Oboje samodzielni. Mnie wysłali do babci na stałe i jakoś każdy się z tym zgodził.
Mieszkałam z babcią i ciocią przez wiele lat. Potem tylko z babcią. Moje dzieciństwo było bardzo nudne i smutne. Wiecie nigdy na wakacje, daleko od wszystkiego, co niedzielę do kościółka i tak w kółko.

Z babcią żyło mi się super o ile jej się nie sprzeciwiałam. Jesli z czymś się nie zgadzałam to obrażała się i nie odzywała do mnie. Nigdy nie chciała rozmawiać tylko zawsze odpuszczała. Nawet za cenę swojej godności czy mojej sprawy. Typu jakiś nauczyciel mnie obraził? Na pewno Twoja wina - odpuść. Sąsiad mnie uderzył ? Nie przejmuj się nie wychodz z domu.
Po za tym babcia była bardzo dobra.

Rodzice nigdy nie wrócili do domu. Było tak że w Czechach mieli na mnie #!$%@?. Nawet jak dzwoniłam to gadać nie chcieli. Jednak jak przyjeżdżali to grali idealnych rodziców przed sąsiadami i rodziną. Każdy udawał że to jest normalne i ich usprawiedliwiał. Nawet rodzeństwo.
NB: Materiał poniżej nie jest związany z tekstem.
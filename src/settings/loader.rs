use anyhow::{Result, anyhow};
use config::Config;

use super::raw::RawConfig;
use super::resolved::ResolvedConfig;
use super::sources::build_config;
use crate::cli::CliArgs;

/// Load configuration by combining CLI arguments, config files and environment
/// variables.
pub fn load(cli: &CliArgs) -> Result<ResolvedConfig> {
	let builder = build_config(cli)?;
	resolve_layers(builder, cli)
}

fn resolve_layers(config: Config, cli: &CliArgs) -> Result<ResolvedConfig> {
	let mut raw: RawConfig = config
		.try_deserialize()
		.map_err(|err| anyhow!("failed to deserialize configuration: {err}"))?;
	raw.apply_cli_overrides(cli);
	raw.resolve(cli)
}
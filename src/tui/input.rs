//! Single-line filter input backed by `tui-textarea`.

use ratatui::Frame;
use ratatui::crossterm::event::{KeyCode, KeyEvent, KeyModifiers};
use ratatui::layout::Rect;
use ratatui::style::Style;
use tui_textarea::{CursorMove, TextArea};

/// Text field that feeds the filter engine.
#[derive(Debug, Clone)]
pub struct FilterInput {
	textarea: TextArea<'static>,
	style: Style,
}

impl Default for FilterInput {
	fn default() -> Self {
		Self::new()
	}
}

impl FilterInput {
	#[must_use]
	pub fn new() -> Self {
		Self::with_text("", Style::default())
	}

	fn with_text(text: &str, style: Style) -> Self {
		let mut textarea = TextArea::new(vec![text.to_owned()]);
		textarea.set_cursor_line_style(Style::default());
		textarea.set_style(style);
		textarea.move_cursor(CursorMove::End);
		Self { textarea, style }
	}

	/// Current contents, as typed.
	#[must_use]
	pub fn text(&self) -> &str {
		self.textarea
			.lines()
			.first()
			.map(String::as_str)
			.unwrap_or("")
	}

	/// Replace the contents and move the cursor to the end.
	pub fn set_text(&mut self, text: &str) {
		*self = Self::with_text(text, self.style);
	}

	pub fn clear(&mut self) {
		self.set_text("");
	}

	pub fn set_style(&mut self, style: Style) {
		self.style = style;
		self.textarea.set_style(style);
	}

	/// Feed a key press to the field. Returns `true` when the text changed.
	pub fn input(&mut self, key: KeyEvent) -> bool {
		if is_line_break(&key) {
			return false;
		}
		let before = self.text().to_owned();
		self.textarea.input(key);
		self.text() != before
	}

	pub fn render(&self, frame: &mut Frame, area: Rect) {
		frame.render_widget(&self.textarea, area);
	}
}

fn is_line_break(key: &KeyEvent) -> bool {
	match key.code {
		KeyCode::Enter => true,
		KeyCode::Char('m' | 'j') => key.modifiers.contains(KeyModifiers::CONTROL),
		_ => false,
	}
}
use super::types::ThemeDefinition;

pub mod light;
pub mod slate;
pub mod solarized;

pub use light::LIGHT;
pub use slate::SLATE;
pub use solarized::SOLARIZED;

pub(super) const BUILT_IN_DEFINITIONS: &[ThemeDefinition] =
	&[light::DEFINITION, slate::DEFINITION, solarized::DEFINITION];
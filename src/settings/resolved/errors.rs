use thiserror::Error;

use super::SettingSource;

#[derive(Debug, Error)]
#[error("invalid value for {key} from {origin}: {reason} (value: {value})")]
pub(crate) struct ConfigError {
	pub(crate) key: &'static str,
	pub(crate) value: String,
	pub(crate) origin: SettingSource,
	pub(crate) reason: String,
}

impl ConfigError {
	pub(crate) fn invalid<K, V, R>(key: K, value: V, origin: SettingSource, reason: R) -> Self
	where
		K: Into<&'static str>,
		V: Into<String>,
		R: Into<String>,
	{
		Self {
			key: key.into(),
			value: value.into(),
			origin,
			reason: reason.into(),
		}
	}
}
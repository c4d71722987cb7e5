use fpick::tui::theme;

use super::{ConfigError, ConfigSources, ResolvedConfig};

pub(super) fn validate(
	config: &ResolvedConfig,
	sources: &ConfigSources,
) -> Result<(), ConfigError> {
	if config.async_timeout.is_zero() {
		return Err(ConfigError::invalid(
			"picker.async_timeout_ms",
			config.async_timeout.as_millis().to_string(),
			sources.source_for_async_timeout(),
			"must be greater than zero",
		));
	}

	if theme::by_name(&config.theme_name).is_none() {
		return Err(ConfigError::invalid(
			"picker.theme",
			config.theme_name.as_str(),
			sources.source_for_theme(),
			format!("unknown theme (available: {})", theme::names().join(", ")),
		));
	}

	if let Some(command) = &config.command
		&& command.trim().is_empty()
	{
		return Err(ConfigError::invalid(
			"source.command",
			command.as_str(),
			sources.source_for_command(),
			"must not be empty",
		));
	}

	Ok(())
}

#[cfg(test)]
mod tests {
	use std::time::Duration;

	use fpick::picker::PickerLabels;
	use fpick::{InputFormat, PickerStyles};

	use super::super::SettingSource;
	use super::*;

	fn config() -> ResolvedConfig {
		ResolvedConfig {
			labels: PickerLabels::default(),
			show_filter: true,
			selected: None,
			theme_name: "slate".into(),
			async_timeout: Duration::from_millis(700),
			input: None,
			format: InputFormat::Plain,
			command: None,
			styles: PickerStyles::default(),
		}
	}

	#[test]
	fn defaults_are_valid() {
		assert!(validate(&config(), &ConfigSources::default()).is_ok());
	}

	#[test]
	fn validation_rejects_zero_timeout() {
		let config = ResolvedConfig {
			async_timeout: Duration::ZERO,
			..config()
		};
		let sources = ConfigSources {
			async_timeout: Some(SettingSource::CliFlag("--async-timeout")),
			..ConfigSources::default()
		};

		let err = validate(&config, &sources).unwrap_err();
		assert!(matches!(err.key, "picker.async_timeout_ms"));
		let message = err.to_string();
		assert!(message.contains("value: 0"));
		assert!(message.contains("CLI flag"));
	}

	#[test]
	fn validation_rejects_unknown_theme() {
		let config = ResolvedConfig {
			theme_name: "neon".into(),
			..config()
		};
		let sources = ConfigSources {
			theme: Some(SettingSource::Environment("FPICK__PICKER__THEME")),
			..ConfigSources::default()
		};

		let err = validate(&config, &sources).unwrap_err();
		assert!(matches!(err.key, "picker.theme"));
		let message = err.to_string();
		assert!(message.contains("environment variable"));
		assert!(message.contains("slate"));
	}

	#[test]
	fn validation_rejects_blank_command() {
		let config = ResolvedConfig {
			command: Some("  ".into()),
			..config()
		};

		let err = validate(&config, &ConfigSources::default()).unwrap_err();
		assert!(matches!(err.key, "source.command"));
		assert!(err.to_string().contains("configuration key"));
	}
}
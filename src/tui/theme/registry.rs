//! Name lookup over the bundled themes.

use super::builtins::BUILT_IN_DEFINITIONS;
use super::types::{Theme, ThemeDefinition};

fn matches(definition: &ThemeDefinition, wanted: &str) -> bool {
	definition.name.eq_ignore_ascii_case(wanted)
		|| definition
			.aliases
			.iter()
			.any(|alias| alias.eq_ignore_ascii_case(wanted))
}

/// Bundled theme called `name` or one of its aliases, ignoring case and
/// surrounding whitespace.
#[must_use]
pub fn by_name(name: &str) -> Option<Theme> {
	let wanted = name.trim();
	BUILT_IN_DEFINITIONS
		.iter()
		.find(|definition| matches(definition, wanted))
		.map(|definition| definition.theme)
}

/// Canonical theme names in alphabetical order. Aliases are not listed.
#[must_use]
pub fn names() -> Vec<&'static str> {
	let mut names: Vec<_> = BUILT_IN_DEFINITIONS
		.iter()
		.map(|definition| definition.name)
		.collect();
	names.sort_unstable_by_key(|name| name.to_ascii_lowercase());
	names
}

#[cfg(test)]
mod tests {
	use super::*;
	use crate::tui::theme::{LIGHT, SLATE, SOLARIZED};

	#[test]
	fn names_are_sorted_and_exclude_aliases() {
		assert_eq!(names(), ["light", "slate", "solarized"]);
	}

	#[test]
	fn lookup_ignores_case_and_padding() {
		assert_eq!(by_name("Solarized"), Some(SOLARIZED));
		assert_eq!(by_name("  LIGHT "), Some(LIGHT));
	}

	#[test]
	fn aliases_resolve_to_their_theme() {
		assert_eq!(by_name("dark"), Some(SLATE));
		assert_eq!(by_name("Dark"), by_name("slate"));
	}

	#[test]
	fn unknown_names_find_nothing() {
		assert_eq!(by_name("neon"), None);
		assert_eq!(by_name(""), None);
	}
}
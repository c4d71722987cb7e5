//! Overridable rendering for the picker overlay.
//!
//! Hosts customise the look of the picker by implementing [`PickerRenderer`]
//! and overriding only the methods they care about. Every method has a default
//! built from [`crate::tui::components`].

use ratatui::Frame;
use ratatui::layout::{Constraint, Layout, Rect};
use ratatui::widgets::{Block, Borders, HighlightSpacing, List, ListItem, ListState};

use super::components::{
	FilterContext, no_results_item, option_item, render_cancel_button, render_filter,
};
use super::theme::Theme;
use crate::picker::PickerOption;

/// Symbol drawn in front of the keyboard cursor row.
pub const CURSOR_SYMBOL: &str = "▌";

/// One visible option and whether the host marked it as selected.
#[derive(Debug, Clone, Copy)]
pub struct OptionRow<'a> {
	pub option: &'a PickerOption,
	pub selected: bool,
}

/// Everything needed to draw the list body.
pub struct ListContext<'a> {
	/// Area reserved for the list container.
	pub area: Rect,
	/// Visible rows in display order.
	pub rows: Vec<OptionRow<'a>>,
	/// The filter row, when the host shows it.
	pub filter: Option<FilterContext<'a>>,
	pub no_results_text: &'a str,
	/// Keyboard cursor and scroll offset.
	pub list_state: &'a mut ListState,
	pub theme: &'a Theme,
}

/// Rendering hooks for the picker. Implement only what needs to change.
pub trait PickerRenderer {
	/// A single option row. Rows are expected to be one line tall so mouse
	/// presses land on the right option.
	fn render_option<'a>(&self, option: &'a PickerOption, selected: bool, theme: &Theme) -> ListItem<'a> {
		option_item(option, selected, theme)
	}

	/// The single non-interactive row shown when nothing matches.
	fn render_no_results<'a>(&self, text: &'a str, theme: &Theme) -> ListItem<'a> {
		no_results_item(text, theme)
	}

	/// The list body: filter row plus option rows. Returns the area holding
	/// pressable rows, or `None` when there are none.
	fn render_list(&self, frame: &mut Frame, ctx: ListContext<'_>) -> Option<Rect> {
		render_default_list(self, frame, ctx)
	}

	fn render_cancel_button(&self, frame: &mut Frame, area: Rect, text: &str, theme: &Theme) {
		render_cancel_button(frame, area, text, theme);
	}
}

/// Renderer that keeps every default.
#[derive(Debug, Clone, Copy, Default)]
pub struct DefaultRenderer;

impl PickerRenderer for DefaultRenderer {}

/// The stock list body, drawing rows through `renderer`.
pub fn render_default_list<R: PickerRenderer + ?Sized>(
	renderer: &R,
	frame: &mut Frame,
	ctx: ListContext<'_>,
) -> Option<Rect> {
	let ListContext {
		area,
		rows,
		filter,
		no_results_text,
		list_state,
		theme,
	} = ctx;

	let container = Block::bordered().border_style(theme.border_style());
	let inner = container.inner(area);
	frame.render_widget(container, area);

	let rows_area = match &filter {
		Some(filter) => {
			let [filter_area, rows_area] =
				Layout::vertical([Constraint::Length(2), Constraint::Fill(1)]).areas(inner);
			let divider = Block::new()
				.borders(Borders::BOTTOM)
				.border_style(theme.border_style());
			let input_area = divider.inner(filter_area);
			frame.render_widget(divider, filter_area);
			render_filter(frame, input_area, filter, theme);
			rows_area
		}
		None => inner,
	};

	if rows.is_empty() {
		let placeholder = renderer.render_no_results(no_results_text, theme);
		frame.render_widget(List::new([placeholder]), rows_area);
		return None;
	}

	let items: Vec<ListItem<'_>> = rows
		.iter()
		.map(|row| renderer.render_option(row.option, row.selected, theme))
		.collect();
	let list = List::new(items)
		.highlight_style(theme.cursor_style())
		.highlight_symbol(CURSOR_SYMBOL)
		.highlight_spacing(HighlightSpacing::Always);
	frame.render_stateful_widget(list, rows_area, list_state);
	Some(rows_area)
}
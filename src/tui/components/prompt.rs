use ratatui::Frame;
use ratatui::layout::Rect;
use ratatui::text::{Line, Span};
use throbber_widgets_tui::{Throbber, ThrobberState};
use unicode_width::UnicodeWidthChar;

use crate::tui::input::FilterInput;
use crate::tui::theme::Theme;

/// Argument bundle for rendering the filter row.
pub struct FilterContext<'a> {
	pub input: &'a FilterInput,
	/// Shown while the input is empty.
	pub placeholder: &'a str,
	/// Spinner state, present while the host reports loading.
	pub loading: Option<&'a ThrobberState>,
}

/// Render the filter input with its placeholder and loading spinner.
pub fn render_filter(frame: &mut Frame, area: Rect, filter: &FilterContext<'_>, theme: &Theme) {
	if area.width == 0 || area.height == 0 {
		return;
	}
	filter.input.render(frame, area);

	if filter.input.text().is_empty() {
		render_placeholder(frame, area, filter.placeholder, theme);
	}
	if let Some(state) = filter.loading {
		render_spinner(frame, area, state, theme);
	}
}

fn render_placeholder(frame: &mut Frame, area: Rect, text: &str, theme: &Theme) {
	if text.is_empty() {
		return;
	}
	// Leave the first cell to the input cursor.
	let start = area.left().saturating_add(1);
	let width = area.right().saturating_sub(start);
	if width == 0 {
		return;
	}
	let mut used = 0;
	let display: String = text
		.chars()
		.take_while(|ch| {
			used += ch.width().unwrap_or(0);
			used <= usize::from(width)
		})
		.collect();
	frame.buffer_mut().set_line(
		start,
		area.top(),
		&Line::from(Span::styled(display, theme.muted_style())),
		width,
	);
}

fn render_spinner(frame: &mut Frame, area: Rect, state: &ThrobberState, theme: &Theme) {
	let muted = theme.muted_style();
	let spinner = Throbber::default().style(muted).throbber_style(muted);
	let line = Line::from(spinner.to_symbol_span(state));
	let width = line.width() as u16;
	if width == 0 || width >= area.width {
		return;
	}
	let start = area.right().saturating_sub(width);
	frame.buffer_mut().set_line(start, area.top(), &line, width);
}
//! Configuration loading and resolution utilities.
//!
//! `load` is the primary entry point. It layers config files, environment
//! variables and CLI flags, then returns a validated [`ResolvedConfig`].

mod loader;
mod raw;
mod resolved;
mod sources;

pub use loader::load;
pub use resolved::ResolvedConfig;
use anyhow::Result;
use fpick::PickOutcome;
use serde_json::json;

/// Print the chosen key, or a cancellation note on stderr.
pub(crate) fn print_plain(outcome: &PickOutcome) {
	match &outcome.selection {
		Some(option) if outcome.accepted => println!("{}", option.key),
		_ => eprintln!("Picker cancelled (filter: '{}')", outcome.query),
	}
}

/// Format the outcome as a JSON string.
pub(crate) fn format_outcome_json(outcome: &PickOutcome) -> Result<String> {
	let selection = match &outcome.selection {
		Some(option) => json!({
			"key": option.key,
			"label": option.label,
		}),
		None => serde_json::Value::Null,
	};

	let payload = json!({
		"accepted": outcome.accepted,
		"query": outcome.query,
		"selection": selection,
	});

	Ok(serde_json::to_string_pretty(&payload)?)
}

/// Print the JSON representation of the outcome.
pub(crate) fn print_json(outcome: &PickOutcome) -> Result<()> {
	println!("{}", format_outcome_json(outcome)?);
	Ok(())
}
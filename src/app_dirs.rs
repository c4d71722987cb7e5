//! Resolve configuration and data directories for `fpick`.
//!
//! Environment overrides win; otherwise the platform locations from the
//! `directories` crate are used.

use std::env;
use std::path::PathBuf;

use anyhow::{Result, anyhow};
use directories::ProjectDirs;

const QUALIFIER: &str = "io";
const ORGANIZATION: &str = "fpick";
const APPLICATION: &str = "fpick";

pub const CONFIG_DIR_ENV: &str = "FPICK_CONFIG_DIR";
pub const DATA_DIR_ENV: &str = "FPICK_DATA_DIR";

fn project_dirs() -> Result<ProjectDirs> {
	ProjectDirs::from(QUALIFIER, ORGANIZATION, APPLICATION)
		.ok_or_else(|| anyhow!("unable to determine project directories for fpick"))
}

/// Resolve an override directory from an environment variable.
///
/// An empty value counts as unset.
fn dir_from_env(name: &str) -> Option<PathBuf> {
	let value = env::var_os(name)?;
	if value.is_empty() {
		None
	} else {
		Some(PathBuf::from(value))
	}
}

/// Directory holding `config.toml`.
pub fn get_config_dir() -> Result<PathBuf> {
	if let Some(dir) = dir_from_env(CONFIG_DIR_ENV) {
		return Ok(dir);
	}

	Ok(project_dirs()?.config_local_dir().to_path_buf())
}

/// Directory holding the log file.
pub fn get_data_dir() -> Result<PathBuf> {
	if let Some(dir) = dir_from_env(DATA_DIR_ENV) {
		return Ok(dir);
	}

	Ok(project_dirs()?.data_local_dir().to_path_buf())
}
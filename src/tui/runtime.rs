//! Terminal runtime and event loop.

use std::cell::{Cell, RefCell};
use std::collections::VecDeque;
use std::io::stdout;
use std::rc::Rc;
use std::sync::atomic::{AtomicBool, Ordering};
use std::sync::{Arc, mpsc};
use std::thread::{self, JoinHandle};
use std::time::Duration;

use anyhow::{Result, anyhow};
use ratatui::crossterm::event::{
	self, DisableMouseCapture, EnableMouseCapture, Event, KeyEventKind,
};
use ratatui::crossterm::execute;
use serde::Serialize;
use tracing::{debug, info, warn};

use super::style::PickerStyles;
use super::theme::Theme;
use super::view::PickerView;
use crate::picker::{FilterablePicker, PickerCallbacks, PickerOption, PickerProps};
use crate::source::{InputFormat, LoadError, RunningCommand, run_command_in};

/// How a picker session ended.
#[derive(Debug, Clone, PartialEq, Eq, Serialize)]
pub struct PickOutcome {
	/// `true` when an option was chosen, `false` when the picker was cancelled.
	pub accepted: bool,
	/// Filter text at the time the picker closed.
	pub query: String,
	pub selection: Option<PickerOption>,
}

/// Shell command that produces a fresh option list for a filter text.
#[derive(Debug, Clone)]
pub struct SourceCommand {
	pub command: String,
	pub format: InputFormat,
}

/// Appearance of the overlay.
#[derive(Debug, Clone, Copy, Default)]
pub struct Appearance {
	pub theme: Theme,
	pub styles: PickerStyles,
}

enum Decision {
	Selected(PickerOption),
	Cancelled,
}

type SourceResult = (String, Result<Vec<PickerOption>, LoadError>);

/// Runs source commands off the UI thread, one at a time, in request order.
struct SourceWorker {
	requests: Option<mpsc::Sender<String>>,
	results: mpsc::Receiver<SourceResult>,
	in_flight: Rc<Cell<usize>>,
	running: RunningCommand,
	handle: Option<JoinHandle<()>>,
}

impl SourceWorker {
	fn spawn(source: SourceCommand) -> Self {
		let (request_tx, request_rx) = mpsc::channel::<String>();
		let (result_tx, result_rx) = mpsc::channel();
		let running = RunningCommand::default();
		let slot = running.clone();
		let handle = thread::spawn(move || {
			for query in request_rx {
				let result = run_command_in(&source.command, &query, source.format, &slot);
				if result_tx.send((query, result)).is_err() {
					break;
				}
			}
		});
		Self {
			requests: Some(request_tx),
			results: result_rx,
			in_flight: Rc::new(Cell::new(0)),
			running,
			handle: Some(handle),
		}
	}

	/// Callback handed to the picker as its async filter.
	fn requester(&self) -> impl FnMut(&str, &[PickerOption]) + 'static {
		let requests = self.requests.clone();
		let in_flight = Rc::clone(&self.in_flight);
		move |query: &str, _options: &[PickerOption]| {
			let Some(requests) = &requests else {
				return;
			};
			if requests.send(query.to_owned()).is_ok() {
				in_flight.set(in_flight.get() + 1);
			}
		}
	}

	fn is_busy(&self) -> bool {
		self.in_flight.get() > 0
	}

	/// Newest successful option list among finished commands.
	fn drain(&self) -> Option<Vec<PickerOption>> {
		let mut latest = None;
		for (query, result) in self.results.try_iter() {
			self.in_flight.set(self.in_flight.get().saturating_sub(1));
			match result {
				Ok(options) => {
					debug!(query = %query, options = options.len(), "source command finished");
					latest = Some(options);
				}
				Err(err) => warn!(query = %query, error = %err, "source command failed"),
			}
		}
		latest
	}

	/// Stop taking requests and kill the command in progress. A worker still
	/// blocked on the command's output is left to finish on its own.
	fn shutdown(&mut self) {
		self.requests = None;
		if self.running.kill() {
			debug!("killed running source command");
		}
		let Some(handle) = self.handle.take() else {
			return;
		};
		if !handle.is_finished() {
			debug!("detaching source worker");
			return;
		}
		if handle.join().is_err() {
			warn!("source worker panicked");
		}
	}
}

/// Show the picker full-screen until an option is chosen or it is cancelled.
///
/// With a `source`, filter changes are debounced into runs of the source
/// command and its output replaces the option list.
pub fn run(
	props: PickerProps,
	appearance: Appearance,
	source: Option<SourceCommand>,
) -> Result<PickOutcome> {
	let decision: Rc<RefCell<Option<Decision>>> = Rc::default();
	let on_select = {
		let decision = Rc::clone(&decision);
		move |option: &PickerOption| {
			*decision.borrow_mut() = Some(Decision::Selected(option.clone()));
		}
	};
	let on_cancel = {
		let decision = Rc::clone(&decision);
		move || {
			*decision.borrow_mut() = Some(Decision::Cancelled);
		}
	};
	let mut callbacks = PickerCallbacks::new(on_select, on_cancel);

	let mut worker = source.map(SourceWorker::spawn);
	if let Some(worker) = &worker {
		callbacks = callbacks.on_filter_change_async(worker.requester());
	}

	info!(
		options = props.options.len(),
		async_source = worker.is_some(),
		"starting picker"
	);
	let picker = FilterablePicker::new(props, callbacks);
	let view = PickerView::new(picker)
		.with_theme(appearance.theme)
		.with_styles(appearance.styles);

	// The view owns the callbacks and with them a request sender; it is
	// dropped inside `drive`, so the worker sees a closed channel on shutdown.
	let result = drive(view, &decision, worker.as_ref());

	if let Some(worker) = worker.as_mut() {
		worker.shutdown();
	}
	result
}

fn drive(
	mut view: PickerView,
	decision: &RefCell<Option<Decision>>,
	worker: Option<&SourceWorker>,
) -> Result<PickOutcome> {
	let mut terminal = ratatui::init();
	let restore = OnDrop(restore_terminal);
	terminal.clear()?;
	execute!(stdout(), EnableMouseCapture)?;

	let (event_tx, event_rx) = mpsc::channel();
	let event_loop_running = Arc::new(AtomicBool::new(true));
	let event_loop_flag = Arc::clone(&event_loop_running);

	let event_thread = thread::spawn(move || -> Result<()> {
		while event_loop_flag.load(Ordering::Relaxed) {
			if event::poll(Duration::from_millis(50))? {
				let event = event::read()?;
				if event_tx.send(event).is_err() {
					break;
				}
			}
		}
		Ok(())
	});

	let mut pending_events = VecDeque::new();

	let result: Result<PickOutcome> = 'event_loop: loop {
		loop {
			match event_rx.try_recv() {
				Ok(event) => pending_events.push_back(event),
				Err(mpsc::TryRecvError::Empty) => break,
				Err(mpsc::TryRecvError::Disconnected) => {
					break 'event_loop Err(anyhow!("input event channel disconnected"));
				}
			}
		}

		while let Some(event) = pending_events.pop_front() {
			match event {
				Event::Key(key) if key.kind == KeyEventKind::Press => {
					view.handle_key(key);
				}
				Event::Mouse(mouse) => {
					view.handle_mouse(mouse);
				}
				_ => {}
			}
			if decision.borrow().is_some() {
				break;
			}
		}

		if let Some(decided) = decision.borrow_mut().take() {
			let query = view.query().to_owned();
			break Ok(match decided {
				Decision::Selected(option) => PickOutcome {
					accepted: true,
					query,
					selection: Some(option),
				},
				Decision::Cancelled => PickOutcome {
					accepted: false,
					query,
					selection: None,
				},
			});
		}

		view.tick();
		if let Some(worker) = worker {
			pump_source(&mut view, worker);
		}

		if let Err(err) = terminal.draw(|frame| view.draw(frame)) {
			break Err(err.into());
		}

		thread::sleep(Duration::from_millis(16));
	};

	// Disposes the picker and cancels its pending timer.
	drop(view);

	drop(restore);

	event_loop_running.store(false, Ordering::Relaxed);
	match event_thread.join() {
		Ok(join_result) => join_result?,
		Err(err) => std::panic::resume_unwind(err),
	}

	result
}

/// Runs its closure when dropped.
struct OnDrop<F: FnMut()>(F);

impl<F: FnMut()> Drop for OnDrop<F> {
	fn drop(&mut self) {
		(self.0)();
	}
}

fn restore_terminal() {
	ratatui::restore();
	if let Err(err) = execute!(stdout(), DisableMouseCapture) {
		warn!(error = %err, "failed to disable mouse capture");
	}
}

/// Apply finished source commands and keep the loading flag in sync.
fn pump_source(view: &mut PickerView, worker: &SourceWorker) {
	let fresh = worker.drain();
	let busy = worker.is_busy();
	let props = view.picker().props();
	if fresh.is_none() && props.is_loading == busy {
		return;
	}
	let mut next = props.clone().with_loading(busy);
	if let Some(options) = fresh {
		next = next.with_options(options);
	}
	view.configure(next);
}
Lata mijały a ja żyłam z babcią. Z rokiem na rok było coraz gorzej. Starość zmieniała jej charakter w coraz bardziej nerwowy i wredny. W dodatku nie radziła sobie z emocjami i równocześnie nie chciała że mną rozmawiać. Udawała że nie ma żadnych problemów.
Czułam się z tym sama. Prosiłam rodzinę o pomoc przy babci - przesadzam. Prosiłam babcie o wsparcie odnośnie rodziców - przesadzam nie ma problemu.

Im byłam starsza tym miałam gorsze relacje z babcią. Głównie przez to że miałam swoje zdanie na różne tematy i nie chciałam jej słuchać w 100%.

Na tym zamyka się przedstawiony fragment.